====== INFORMATION SHOWN
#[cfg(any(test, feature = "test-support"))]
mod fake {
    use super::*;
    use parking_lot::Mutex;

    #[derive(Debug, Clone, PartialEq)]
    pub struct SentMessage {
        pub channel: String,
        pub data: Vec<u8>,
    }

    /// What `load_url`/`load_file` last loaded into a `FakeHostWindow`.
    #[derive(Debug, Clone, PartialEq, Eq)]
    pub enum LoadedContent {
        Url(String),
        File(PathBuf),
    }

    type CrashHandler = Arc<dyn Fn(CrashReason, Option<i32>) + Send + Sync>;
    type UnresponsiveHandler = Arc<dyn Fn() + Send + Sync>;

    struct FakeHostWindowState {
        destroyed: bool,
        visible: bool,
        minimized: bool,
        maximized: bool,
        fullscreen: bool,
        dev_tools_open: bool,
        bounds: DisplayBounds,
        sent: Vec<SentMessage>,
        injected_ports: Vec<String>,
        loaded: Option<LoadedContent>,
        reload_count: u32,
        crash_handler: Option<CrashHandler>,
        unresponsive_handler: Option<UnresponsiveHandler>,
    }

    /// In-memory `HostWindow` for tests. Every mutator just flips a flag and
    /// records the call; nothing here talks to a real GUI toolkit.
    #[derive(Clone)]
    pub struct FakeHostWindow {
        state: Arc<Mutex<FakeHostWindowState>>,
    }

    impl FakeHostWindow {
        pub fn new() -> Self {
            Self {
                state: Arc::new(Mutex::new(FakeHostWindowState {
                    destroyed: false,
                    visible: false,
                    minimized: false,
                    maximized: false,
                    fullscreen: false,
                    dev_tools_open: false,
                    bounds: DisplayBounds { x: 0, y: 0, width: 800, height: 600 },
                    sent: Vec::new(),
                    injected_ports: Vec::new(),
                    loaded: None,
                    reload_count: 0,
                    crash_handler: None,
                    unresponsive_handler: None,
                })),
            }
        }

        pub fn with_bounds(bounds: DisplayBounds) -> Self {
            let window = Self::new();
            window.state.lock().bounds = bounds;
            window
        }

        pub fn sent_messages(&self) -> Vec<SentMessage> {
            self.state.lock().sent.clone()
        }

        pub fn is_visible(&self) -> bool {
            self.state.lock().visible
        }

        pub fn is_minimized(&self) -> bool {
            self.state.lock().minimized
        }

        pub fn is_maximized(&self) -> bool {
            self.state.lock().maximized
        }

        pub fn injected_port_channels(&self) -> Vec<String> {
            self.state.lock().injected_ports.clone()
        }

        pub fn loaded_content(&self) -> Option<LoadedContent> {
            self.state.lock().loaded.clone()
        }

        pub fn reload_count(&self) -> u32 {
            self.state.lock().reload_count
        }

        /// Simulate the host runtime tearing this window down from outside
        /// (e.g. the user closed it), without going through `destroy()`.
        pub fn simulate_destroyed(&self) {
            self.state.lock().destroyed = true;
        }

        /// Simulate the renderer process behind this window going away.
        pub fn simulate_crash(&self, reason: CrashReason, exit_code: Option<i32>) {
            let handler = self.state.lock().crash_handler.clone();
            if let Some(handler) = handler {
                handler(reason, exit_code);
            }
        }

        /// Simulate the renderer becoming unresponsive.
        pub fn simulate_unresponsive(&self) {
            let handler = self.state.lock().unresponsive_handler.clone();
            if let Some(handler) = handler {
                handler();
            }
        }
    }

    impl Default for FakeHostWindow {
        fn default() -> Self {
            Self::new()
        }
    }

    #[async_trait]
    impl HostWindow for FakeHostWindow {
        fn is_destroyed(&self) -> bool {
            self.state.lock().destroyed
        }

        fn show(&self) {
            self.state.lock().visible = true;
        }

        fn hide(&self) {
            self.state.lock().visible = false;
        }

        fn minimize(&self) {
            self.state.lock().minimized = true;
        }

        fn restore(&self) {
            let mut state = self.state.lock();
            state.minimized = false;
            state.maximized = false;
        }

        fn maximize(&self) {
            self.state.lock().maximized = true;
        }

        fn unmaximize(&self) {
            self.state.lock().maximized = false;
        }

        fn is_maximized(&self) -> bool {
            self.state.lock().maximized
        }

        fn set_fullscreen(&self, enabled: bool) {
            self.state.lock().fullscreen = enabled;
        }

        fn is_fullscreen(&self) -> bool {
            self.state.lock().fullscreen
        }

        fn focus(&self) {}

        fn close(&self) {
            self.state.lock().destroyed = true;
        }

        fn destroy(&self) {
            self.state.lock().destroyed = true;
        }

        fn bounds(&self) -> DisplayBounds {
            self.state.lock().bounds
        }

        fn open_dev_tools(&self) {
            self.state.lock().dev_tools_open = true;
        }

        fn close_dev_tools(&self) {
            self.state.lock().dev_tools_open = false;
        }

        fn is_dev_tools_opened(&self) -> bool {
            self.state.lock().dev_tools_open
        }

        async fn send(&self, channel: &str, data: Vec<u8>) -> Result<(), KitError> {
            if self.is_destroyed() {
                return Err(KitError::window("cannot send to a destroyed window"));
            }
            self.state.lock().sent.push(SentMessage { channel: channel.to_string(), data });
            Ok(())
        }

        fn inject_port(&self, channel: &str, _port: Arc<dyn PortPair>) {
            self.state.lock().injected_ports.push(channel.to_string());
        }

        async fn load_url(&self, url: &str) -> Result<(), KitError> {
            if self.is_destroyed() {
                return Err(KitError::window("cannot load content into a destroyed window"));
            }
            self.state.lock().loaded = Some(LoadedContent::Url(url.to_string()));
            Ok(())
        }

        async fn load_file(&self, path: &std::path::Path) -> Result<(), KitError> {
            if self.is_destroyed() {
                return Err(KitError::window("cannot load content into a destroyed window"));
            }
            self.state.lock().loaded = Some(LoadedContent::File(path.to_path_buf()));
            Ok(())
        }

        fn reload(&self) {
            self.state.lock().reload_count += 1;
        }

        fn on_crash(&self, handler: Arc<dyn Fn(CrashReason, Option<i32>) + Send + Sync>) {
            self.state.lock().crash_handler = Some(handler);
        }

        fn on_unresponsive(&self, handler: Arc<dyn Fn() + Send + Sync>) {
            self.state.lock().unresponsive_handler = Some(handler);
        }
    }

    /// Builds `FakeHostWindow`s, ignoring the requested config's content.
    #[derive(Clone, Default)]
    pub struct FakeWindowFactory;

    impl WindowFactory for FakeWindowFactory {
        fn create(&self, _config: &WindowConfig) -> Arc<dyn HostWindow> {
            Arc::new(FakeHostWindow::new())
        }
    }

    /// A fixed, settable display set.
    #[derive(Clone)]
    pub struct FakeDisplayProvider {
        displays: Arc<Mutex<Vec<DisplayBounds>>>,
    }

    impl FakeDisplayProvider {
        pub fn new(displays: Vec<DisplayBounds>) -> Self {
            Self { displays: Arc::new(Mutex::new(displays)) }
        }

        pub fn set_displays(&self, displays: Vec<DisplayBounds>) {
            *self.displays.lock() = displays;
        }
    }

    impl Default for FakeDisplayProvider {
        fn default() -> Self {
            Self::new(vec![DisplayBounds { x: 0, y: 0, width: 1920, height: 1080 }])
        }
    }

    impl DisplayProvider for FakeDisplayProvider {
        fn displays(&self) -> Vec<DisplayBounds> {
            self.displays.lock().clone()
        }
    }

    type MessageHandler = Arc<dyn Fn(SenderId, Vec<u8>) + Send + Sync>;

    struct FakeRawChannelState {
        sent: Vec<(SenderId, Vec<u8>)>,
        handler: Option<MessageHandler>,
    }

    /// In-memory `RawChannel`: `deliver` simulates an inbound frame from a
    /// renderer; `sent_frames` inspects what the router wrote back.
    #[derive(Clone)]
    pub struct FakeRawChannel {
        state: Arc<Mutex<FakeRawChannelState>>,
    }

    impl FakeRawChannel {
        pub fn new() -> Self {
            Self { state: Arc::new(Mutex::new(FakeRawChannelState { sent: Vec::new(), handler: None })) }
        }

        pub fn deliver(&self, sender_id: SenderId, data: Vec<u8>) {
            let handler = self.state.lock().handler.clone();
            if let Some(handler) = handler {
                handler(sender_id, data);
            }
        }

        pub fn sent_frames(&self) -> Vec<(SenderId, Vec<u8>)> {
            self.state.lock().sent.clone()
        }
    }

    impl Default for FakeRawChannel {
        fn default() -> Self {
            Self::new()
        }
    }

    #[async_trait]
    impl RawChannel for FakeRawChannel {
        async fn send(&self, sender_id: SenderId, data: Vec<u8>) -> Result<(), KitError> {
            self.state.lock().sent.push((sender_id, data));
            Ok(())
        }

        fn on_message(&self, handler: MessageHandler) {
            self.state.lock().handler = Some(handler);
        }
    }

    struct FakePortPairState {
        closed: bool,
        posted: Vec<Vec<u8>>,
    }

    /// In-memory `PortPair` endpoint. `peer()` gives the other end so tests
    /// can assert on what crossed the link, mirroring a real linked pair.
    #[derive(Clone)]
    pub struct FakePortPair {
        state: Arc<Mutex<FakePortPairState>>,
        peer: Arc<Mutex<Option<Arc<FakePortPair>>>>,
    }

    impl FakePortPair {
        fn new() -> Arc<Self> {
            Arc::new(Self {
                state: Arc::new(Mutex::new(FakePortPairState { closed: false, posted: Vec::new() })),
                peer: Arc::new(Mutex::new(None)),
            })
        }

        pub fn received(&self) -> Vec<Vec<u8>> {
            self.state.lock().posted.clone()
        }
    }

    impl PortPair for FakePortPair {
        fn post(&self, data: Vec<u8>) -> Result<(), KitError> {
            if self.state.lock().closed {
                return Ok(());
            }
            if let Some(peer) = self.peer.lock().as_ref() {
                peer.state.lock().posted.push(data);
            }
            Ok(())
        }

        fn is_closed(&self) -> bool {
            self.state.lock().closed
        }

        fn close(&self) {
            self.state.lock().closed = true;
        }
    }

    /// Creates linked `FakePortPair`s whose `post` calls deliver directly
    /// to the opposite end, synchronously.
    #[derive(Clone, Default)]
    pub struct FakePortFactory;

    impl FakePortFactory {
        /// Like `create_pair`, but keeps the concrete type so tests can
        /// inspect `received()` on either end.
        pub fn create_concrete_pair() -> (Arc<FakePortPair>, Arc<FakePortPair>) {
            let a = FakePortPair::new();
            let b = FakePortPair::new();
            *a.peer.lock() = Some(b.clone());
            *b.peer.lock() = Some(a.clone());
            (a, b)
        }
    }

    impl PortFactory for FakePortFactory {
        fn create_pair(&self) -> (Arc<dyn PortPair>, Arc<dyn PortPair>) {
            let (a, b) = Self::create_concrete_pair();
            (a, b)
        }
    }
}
============
• **WHAT IS EXPECTED**
Return, word for word, the lines of the data above from the line with "pub fn is_maximized(&self)" through the line with "let handler = self.state.lock().crash_handler.clone();", inclusive.

• **REPLY**
        pub fn is_maximized(&self) -> bool {
            self.state.lock().maximized
        }

        pub fn injected_port_channels(&self) -> Vec<String> {
            self.state.lock().injected_ports.clone()
        }

        pub fn loaded_content(&self) -> Option<LoadedContent> {
            self.state.lock().loaded.clone()
        }

        pub fn reload_count(&self) -> u32 {
            self.state.lock().reload_count
        }

        /// Simulate the host runtime tearing this window down from outside
        /// (e.g. the user closed it), without going through `destroy()`.
        pub fn simulate_destroyed(&self) {
            self.state.lock().destroyed = true;
        }

        /// Simulate the renderer process behind this window going away.
        pub fn simulate_crash(&self, reason: CrashReason, exit_code: Option<i32>) {
            let handler = self.state.lock().crash_handler.clone();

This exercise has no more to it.